● **TRY IT**:
Transcribe all records exactly.
--- GIVEN INFORMATION ---
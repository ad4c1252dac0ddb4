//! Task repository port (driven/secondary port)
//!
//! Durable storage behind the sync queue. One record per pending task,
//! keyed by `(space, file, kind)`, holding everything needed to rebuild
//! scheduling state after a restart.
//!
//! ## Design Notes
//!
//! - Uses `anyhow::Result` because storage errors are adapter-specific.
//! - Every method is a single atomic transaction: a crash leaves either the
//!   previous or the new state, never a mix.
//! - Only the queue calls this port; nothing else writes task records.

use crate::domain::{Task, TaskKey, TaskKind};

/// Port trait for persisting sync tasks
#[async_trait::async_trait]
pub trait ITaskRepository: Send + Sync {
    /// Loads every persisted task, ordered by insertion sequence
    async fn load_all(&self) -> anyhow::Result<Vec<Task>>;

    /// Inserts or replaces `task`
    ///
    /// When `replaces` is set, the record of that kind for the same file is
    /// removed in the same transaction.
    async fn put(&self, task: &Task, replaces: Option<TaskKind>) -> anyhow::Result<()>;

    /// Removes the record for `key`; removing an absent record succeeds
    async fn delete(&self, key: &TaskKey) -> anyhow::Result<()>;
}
---
● **SOLVED PROBLEM**:
repository ad4c1252dac0ddb4
//! Task repository port (driven/secondary port)
//!
//! Durable storage behind the sync queue. One record per pending task,
//! keyed by `(space, file, kind)`, holding everything needed to rebuild
//! scheduling state after a restart.
//!
//! ## Design Notes
//!
//! - Uses `anyhow::Result` because storage errors are adapter-specific.
//! - Every method is a single atomic transaction: a crash leaves either the
//!   previous or the new state, never a mix.
//! - Only the queue calls this port; nothing else writes task records.

use crate::domain::{Task, TaskKey, TaskKind};

/// Port trait for persisting sync tasks
#[async_trait::async_trait]
pub trait ITaskRepository: Send + Sync {
    /// Loads every persisted task, ordered by insertion sequence
    async fn load_all(&self) -> anyhow::Result<Vec<Task>>;

    /// Inserts or replaces `task`
    ///
    /// When `replaces` is set, the record of that kind for the same file is
    /// removed in the same transaction.
    async fn put(&self, task: &Task, replaces: Option<TaskKind>) -> anyhow::Result<()>;

    /// Removes the record for `key`; removing an absent record succeeds
    async fn delete(&self, key: &TaskKey) -> anyhow::Result<()>;
}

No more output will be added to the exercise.